> [WORK INSTRUCTIONS] The complete listing should be restated exactly.
----- DATA EXTRACTS -----
//! Container agent core for berth.
//!
//! This crate ties service manifests, gateways and container backends
//! together into the [`Agent`]: the object behind every RPC call. It owns the
//! per-container lifecycle state machine, the capability registry that turns
//! capability names into gateway fragments, the container registry with its
//! per-container locks, background process reaping, startup reconciliation
//! of orphaned containers and the agent-instance lock.

pub mod agent;
pub mod capability;
pub mod concurrency;
pub mod config;
pub mod container;
pub mod lifecycle;
pub mod process;
pub mod reconcile;
pub mod registry;

pub use agent::Agent;
pub use capability::CapabilityRegistry;
pub use concurrency::{install_signal_handler, request_shutdown, shutdown_requested, AgentLock};
pub use config::AgentConfig;
pub use container::{Container, ContainerInfo};
pub use lifecycle::{validate_transition, ContainerState};
pub use process::{ProcessEvent, ProcessListener};
pub use reconcile::destroy_orphans;
pub use registry::ContainerRegistry;

use berth_schema::ContainerId;
use std::path::PathBuf;
use thiserror::Error;

#[derive(Debug, Error)]
pub enum CoreError {
    #[error("invalid container configuration: {0}")]
    Options(#[from] berth_schema::OptionsError),
    #[error("service manifest error: {0}")]
    Manifest(#[from] berth_schema::ManifestError),
    #[error("runtime error: {0}")]
    Runtime(#[from] berth_runtime::RuntimeError),
    #[error("gateway error: {0}")]
    Gateway(#[from] berth_gateway::GatewayError),
    #[error("invalid state transition: {from} -> {to}")]
    InvalidTransition { from: String, to: String },
    #[error("container not found: {0}")]
    ContainerNotFound(ContainerId),
    #[error("unknown capability: '{0}'")]
    UnknownCapability(String),
    #[error("unknown gateway id: '{0}'")]
    UnknownGateway(String),
    #[error("capability '{0}' is declared in both standard and default manifests")]
    DuplicateCapability(String),
    #[error("invalid configuration for gateway '{gateway}': {reason}")]
    InvalidGatewayConfig { gateway: String, reason: String },
    #[error("{target} is already mounted from {existing}")]
    MountConflict { target: String, existing: String },
    #[error("no free container id left")]
    IdsExhausted,
    #[error("another agent holds {0}")]
    AgentLocked(PathBuf),
    #[error("invalid agent configuration: {0}")]
    Config(String),
    #[error("failed to parse agent configuration: {0}")]
    ConfigParse(#[from] toml::de::Error),
    #[error("lock poisoned: {0}")]
    LockPoisoned(String),
    #[error("I/O error: {0}")]
    Io(#[from] std::io::Error),
    #[error("serialization error: {0}")]
    Serialization(#[from] serde_json::Error),
}

impl CoreError {
    /// Errors after which the agent cannot keep serving safely.
    ///
    /// A missing container root means no container can ever be created; the
    /// agent shuts down instead of answering every `Create` with a failure.
    pub fn is_fatal(&self) -> bool {
        matches!(
            self,
            CoreError::Runtime(berth_runtime::RuntimeError::MissingScaffolding(_))
        )
    }
}

pub(crate) fn poisoned<T>(e: std::sync::PoisonError<T>) -> CoreError {
    CoreError::LockPoisoned(e.to_string())
}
-----
> [OUTPUT]
//! Container agent core for berth.
//!
//! This crate ties service manifests, gateways and container backends
//! together into the [`Agent`]: the object behind every RPC call. It owns the
//! per-container lifecycle state machine, the capability registry that turns
//! capability names into gateway fragments, the container registry with its
//! per-container locks, background process reaping, startup reconciliation
//! of orphaned containers and the agent-instance lock.

pub mod agent;
pub mod capability;
pub mod concurrency;
pub mod config;
pub mod container;
pub mod lifecycle;
pub mod process;
pub mod reconcile;
pub mod registry;

pub use agent::Agent;
pub use capability::CapabilityRegistry;
pub use concurrency::{install_signal_handler, request_shutdown, shutdown_requested, AgentLock};
pub use config::AgentConfig;
pub use container::{Container, ContainerInfo};
pub use lifecycle::{validate_transition, ContainerState};
pub use process::{ProcessEvent, ProcessListener};
pub use reconcile::destroy_orphans;
pub use registry::ContainerRegistry;

use berth_schema::ContainerId;
use std::path::PathBuf;
use thiserror::Error;

#[derive(Debug, Error)]
pub enum CoreError {
    #[error("invalid container configuration: {0}")]
    Options(#[from] berth_schema::OptionsError),
    #[error("service manifest error: {0}")]
    Manifest(#[from] berth_schema::ManifestError),
    #[error("runtime error: {0}")]
    Runtime(#[from] berth_runtime::RuntimeError),
    #[error("gateway error: {0}")]
    Gateway(#[from] berth_gateway::GatewayError),
    #[error("invalid state transition: {from} -> {to}")]
    InvalidTransition { from: String, to: String },
    #[error("container not found: {0}")]
    ContainerNotFound(ContainerId),
    #[error("unknown capability: '{0}'")]
    UnknownCapability(String),
    #[error("unknown gateway id: '{0}'")]
    UnknownGateway(String),
    #[error("capability '{0}' is declared in both standard and default manifests")]
    DuplicateCapability(String),
    #[error("invalid configuration for gateway '{gateway}': {reason}")]
    InvalidGatewayConfig { gateway: String, reason: String },
    #[error("{target} is already mounted from {existing}")]
    MountConflict { target: String, existing: String },
    #[error("no free container id left")]
    IdsExhausted,
    #[error("another agent holds {0}")]
    AgentLocked(PathBuf),
    #[error("invalid agent configuration: {0}")]
    Config(String),
    #[error("failed to parse agent configuration: {0}")]
    ConfigParse(#[from] toml::de::Error),
    #[error("lock poisoned: {0}")]
    LockPoisoned(String),
    #[error("I/O error: {0}")]
    Io(#[from] std::io::Error),
    #[error("serialization error: {0}")]
    Serialization(#[from] serde_json::Error),
}

impl CoreError {
    /// Errors after which the agent cannot keep serving safely.
    ///
    /// A missing container root means no container can ever be created; the
    /// agent shuts down instead of answering every `Create` with a failure.
    pub fn is_fatal(&self) -> bool {
        matches!(
            self,
            CoreError::Runtime(berth_runtime::RuntimeError::MissingScaffolding(_))
        )
    }
}

pub(crate) fn poisoned<T>(e: std::sync::PoisonError<T>) -> CoreError {
    CoreError::LockPoisoned(e.to_string())
}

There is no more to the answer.